Rickey Colomy had his first surgery before he was a year old. He was born with a vascular malformation,   and was a patient at CHOP, where he’d undergone 18 surgeries by the time he was 21. 

Because of his condition and his surgeries, Rickey was at an increased risk for blood clots, says his mom, West Deptford’s Dawn Ortiz. The family was vigilant about the signs and symptoms, and in 2014, he was hospitalized and treated for several small clots that had traveled to his lungs. 

In early 2015, while recovering from his last surgery, Rickey collapsed while out with his girlfriend. He was taken to the hospital, where he died as the result of what doctors believed was a massive pulmonary embolism, a very large blood clot in his lung. He was 21.
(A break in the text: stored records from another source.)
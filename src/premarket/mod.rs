//! Pre-market reference data (`stk_premarket`): share counts, previous
//! close, and the day's price limits.

use chrono::NaiveDate;
use serde::Serialize;

use crate::core::{Params, RetryConfig, TsClient, TsError};

/// One pre-market row.
#[derive(Debug, Clone, PartialEq, Serialize)]
pub struct PreMarket {
    pub code: String,
    pub date: NaiveDate,
    /// Total shares, in 10k.
    pub total_share: f64,
    /// Floating shares, in 10k.
    pub float_share: f64,
    /// Previous close.
    pub pre_close: f64,
    /// Upper price limit.
    pub up_limit: f64,
    /// Lower price limit.
    pub down_limit: f64,
}

/// Pre-market data (`stk_premarket`).
#[must_use]
pub fn premarket(client: &TsClient) -> PreMarketBuilder {
    PreMarketBuilder {
        client: client.clone(),
        params: Params::new(),
        retry_override: None,
    }
}

/// A builder for the `stk_premarket` endpoint.
#[derive(Debug)]
pub struct PreMarketBuilder {
    client: TsClient,
    params: Params,
    retry_override: Option<RetryConfig>,
}

impl PreMarketBuilder {
    /// Restrict to one instrument code.
    #[must_use]
    pub fn code(mut self, code: impl Into<String>) -> Self {
        self.params.set("ts_code", code.into());
        self
    }

    /// Restrict to a single trade date.
    #[must_use]
    pub fn date(mut self, date: NaiveDate) -> Self {
        self.params.set_date("trade_date", date);
        self
    }

    /// Restrict to an inclusive trade-date range.
    #[must_use]
    pub fn date_range(mut self, start: NaiveDate, end: NaiveDate) -> Self {
        self.params.set_date_range(start, end);
        self
    }

    /// Overrides the default retry policy for this specific API call.
    #[must_use]
    pub fn retry_policy(mut self, cfg: Option<RetryConfig>) -> Self {
        self.retry_override = cfg;
        self
    }

    /// Executes the request.
    ///
    /// # Errors
    ///
    /// Returns `TsError` if the date range is inverted, the network request
    /// fails, the service rejects the call, or a row cannot be decoded.
    pub async fn fetch(self) -> Result<Vec<PreMarket>, TsError> {
        if !self.params.dates_ordered() {
            return Err(TsError::InvalidDates);
        }
        let resp = self
            .client
            .call_with_retry(
                "stk_premarket",
                &self.params,
                &[
                    "ts_code",
                    "trade_date",
                    "total_share",
                    "float_share",
                    "pre_close",
                    "up_limit",
                    "down_limit",
                ],
                self.retry_override.as_ref(),
            )
            .await?;

        let map = resp.field_map();
        let code = map.column("ts_code");
        let date = map.column("trade_date");
        let total_share = map.column("total_share");
        let float_share = map.column("float_share");
        let pre_close = map.column("pre_close");
        let up_limit = map.column("up_limit");
        let down_limit = map.column("down_limit");

        resp.rows
            .iter()
            .map(|row| {
                Ok(PreMarket {
                    code: code.str(row)?,
                    date: date.required_date(row)?,
                    total_share: total_share.f64(row)?,
                    float_share: float_share.f64(row)?,
                    pre_close: pre_close.f64(row)?,
                    up_limit: up_limit.f64(row)?,
                    down_limit: down_limit.f64(row)?,
                })
            })
            .collect()
    }
}
mod common;

use std::time::{Duration, Instant};

use httpmock::Method::POST;
use httpmock::MockServer;
use serde_json::json;
use tushare_rs::{Backoff, Params, RetryConfig, TsClient, TsError};
use url::Url;

#[tokio::test]
async fn call_posts_request_body_and_decodes_envelope() {
    let server = MockServer::start();

    let mock = server.mock(|when, then| {
        when.method(POST).path("/").json_body_includes(
            r#"{
                "api_name": "daily",
                "token": "test-token",
                "params": { "ts_code": "000001.SZ" },
                "fields": "ts_code,close"
            }"#,
        );
        then.status(200)
            .header("content-type", "application/json")
            .body(common::envelope(
                &["ts_code", "close"],
                json!([["000001.SZ", 10.2]]),
            ));
    });

    let client = common::mock_client(&server);
    let mut params = Params::new();
    params.set("ts_code", "000001.SZ");

    let resp = client
        .call("daily", &params, &["ts_code", "close"])
        .await
        .unwrap();

    mock.assert();
    assert_eq!(resp.fields, vec!["ts_code", "close"]);
    assert_eq!(resp.rows, vec![vec![json!("000001.SZ"), json!(10.2)]]);
}

#[tokio::test]
async fn persistent_5xx_exhausts_attempts_and_returns_last_status() {
    let server = MockServer::start();

    let fail_mock = server.mock(|when, then| {
        when.method(POST).path("/");
        then.status(500).body("Internal Server Error");
    });

    let max_retries = 3;
    let client = TsClient::builder()
        .token("test-token")
        .base_url(Url::parse(&server.base_url()).unwrap())
        .retry_config(common::fast_retry(max_retries))
        .build()
        .unwrap();

    let result = client.call("daily", &Params::new(), &["ts_code"]).await;

    // 1 initial attempt + max_retries retries.
    fail_mock.assert_calls((1 + max_retries) as usize);
    match result {
        Err(TsError::Status { status, .. }) => assert_eq!(status, 500),
        other => panic!("expected a Status error after all retries, got {other:?}"),
    }
}

#[tokio::test]
async fn remote_rejection_is_retried_by_default() {
    let server = MockServer::start();

    let reject_mock = server.mock(|when, then| {
        when.method(POST).path("/");
        then.status(200)
            .header("content-type", "application/json")
            .body(common::reject_envelope(40203, "quota exceeded"));
    });

    let client = common::mock_client(&server);
    let result = client.call("daily", &Params::new(), &["ts_code"]).await;

    reject_mock.assert_calls(3);
    match result {
        Err(TsError::Remote { code, msg }) => {
            assert_eq!(code, 40203);
            assert_eq!(msg, "quota exceeded");
        }
        other => panic!("expected a Remote error, got {other:?}"),
    }
}

#[tokio::test]
async fn remote_rejection_short_circuits_when_opted_out() {
    let server = MockServer::start();

    let reject_mock = server.mock(|when, then| {
        when.method(POST).path("/");
        then.status(200)
            .header("content-type", "application/json")
            .body(common::reject_envelope(2002, "token invalid"));
    });

    let mut retry = common::fast_retry(5);
    retry.retry_on_remote = false;

    let client = TsClient::builder()
        .token("bad-token")
        .base_url(Url::parse(&server.base_url()).unwrap())
        .retry_config(retry)
        .build()
        .unwrap();

    let result = client.call("daily", &Params::new(), &["ts_code"]).await;

    reject_mock.assert_calls(1);
    assert!(matches!(result, Err(TsError::Remote { code: 2002, .. })));
}

#[tokio::test]
async fn retry_sleeps_the_backoff_between_attempts() {
    let server = MockServer::start();

    server.mock(|when, then| {
        when.method(POST).path("/");
        then.status(503).body("Service Unavailable");
    });

    let backoff = Duration::from_millis(25);
    let max_retries = 2;
    let client = TsClient::builder()
        .token("test-token")
        .base_url(Url::parse(&server.base_url()).unwrap())
        .retry_config(RetryConfig {
            enabled: true,
            max_retries,
            backoff: Backoff::Fixed(backoff),
            retry_on_remote: true,
        })
        .build()
        .unwrap();

    let started = Instant::now();
    let result = client.call("daily", &Params::new(), &["ts_code"]).await;
    let elapsed = started.elapsed();

    assert!(matches!(result, Err(TsError::Status { status: 503, .. })));
    assert!(
        elapsed >= backoff * max_retries,
        "expected at least {:?} of backoff, got {elapsed:?}",
        backoff * max_retries
    );
}

#[tokio::test]
async fn misaligned_rows_are_a_decode_error_and_never_retried() {
    let server = MockServer::start();

    let mock = server.mock(|when, then| {
        when.method(POST).path("/");
        then.status(200)
            .header("content-type", "application/json")
            .body(common::envelope(
                &["ts_code", "close"],
                json!([["000001.SZ"]]),
            ));
    });

    let client = common::mock_client(&server);
    let result = client.call("daily", &Params::new(), &["ts_code", "close"]).await;

    mock.assert_calls(1);
    assert!(matches!(result, Err(TsError::Decode(_))));
}

#[tokio::test]
async fn empty_data_node_decodes_to_empty_response() {
    let server = MockServer::start();

    server.mock(|when, then| {
        when.method(POST).path("/");
        then.status(200)
            .header("content-type", "application/json")
            .body(r#"{"code": 0, "msg": ""}"#);
    });

    let client = common::mock_client(&server);
    let resp = client
        .call("daily", &Params::new(), &["ts_code"])
        .await
        .unwrap();

    assert!(resp.fields.is_empty());
    assert!(resp.rows.is_empty());
}

#[test]
fn building_without_a_token_is_an_auth_error() {
    let result = TsClient::builder().build();
    assert!(matches!(result, Err(TsError::Auth(_))));
}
Ortiz didn’t know her son was registered as an organ and tissue donor until the doctors told her it was noted on his driver’s license, but the news didn’t shock her. 

“He was just a kid who was always helping somebody out,” she says. “When they told us he had the opportunity to help somebody in need, we decided to honor his wishes.” 

Rickey was able to donate tissue, including his heart valves and corneas. Ortiz and Rickey’s family and friends have become outspoken advocates for organ and tissue donation, especially within the Hispanic community. They’re annual participants in Gift of Life’s Donor Dash event, under the team name Rickey’s Rebels. 

“I know my son is now in 10 different states, helping people,” says Ortiz. “He gave the gift of sight to 2 young men – one in New Jersey and one in Pennsylvania – and they both have written to me. I think, if they’re seeing the world through Rickey’s eyes, they’re going to see all the beauty of life.”

 

“I didn’t want anybody to feel what I was feeling if something could be done to save their life.” – Vivian Gano

In 1985, Tom and Vivian Gano sat their kids down to talk about organ donation. They’d seen a documentary, and though they’d never known a donor or recipient, they wanted to make sure their 3 teenagers knew about their wishes: “If anything ever happened,” says Tom, “we told them we wanted to be donors.” 

Two years later, in July of 1987, tragedy struck the Gano family. Their middle child, 16-year-old Curtis, was crossing the busy intersection at Route 70 and Springdale Road in Cherry Hill when he was hit by a van. 

“He ended up at Cooper Trauma,” says Tom. “We were there around the clock with him for a day and a half.” After repeated tests showed no brain function, Vivian asked the doctors about organ donation. 

“Curtis was able to donate all of his organs, plus his corneas and skin,” says Tom. “His heart and lungs ended up being transplanted into a 53-year-old man with 2 children. One of his kidneys went to a 34-year-old man with 2 children, and the other to a 17-year-old boy. His pancreas went to a 45-year-old man with 3 children who’d suffered from diabetes his whole life. After the transplant, he was diabetes-free.” 

Vivian felt donation was a way to keep Curtis, at least in some way, alive and to ensure that his life and death had meaning. They’ve spent the three dozen years since Curtis’ death telling his story. They regularly visit high schools to encourage students to become registered organ donors. As of 2022, they’ve spoken to more than 300,000 students. 

“My son is a hero,” says Vivian. “He’s saved lives. A lot of lives.”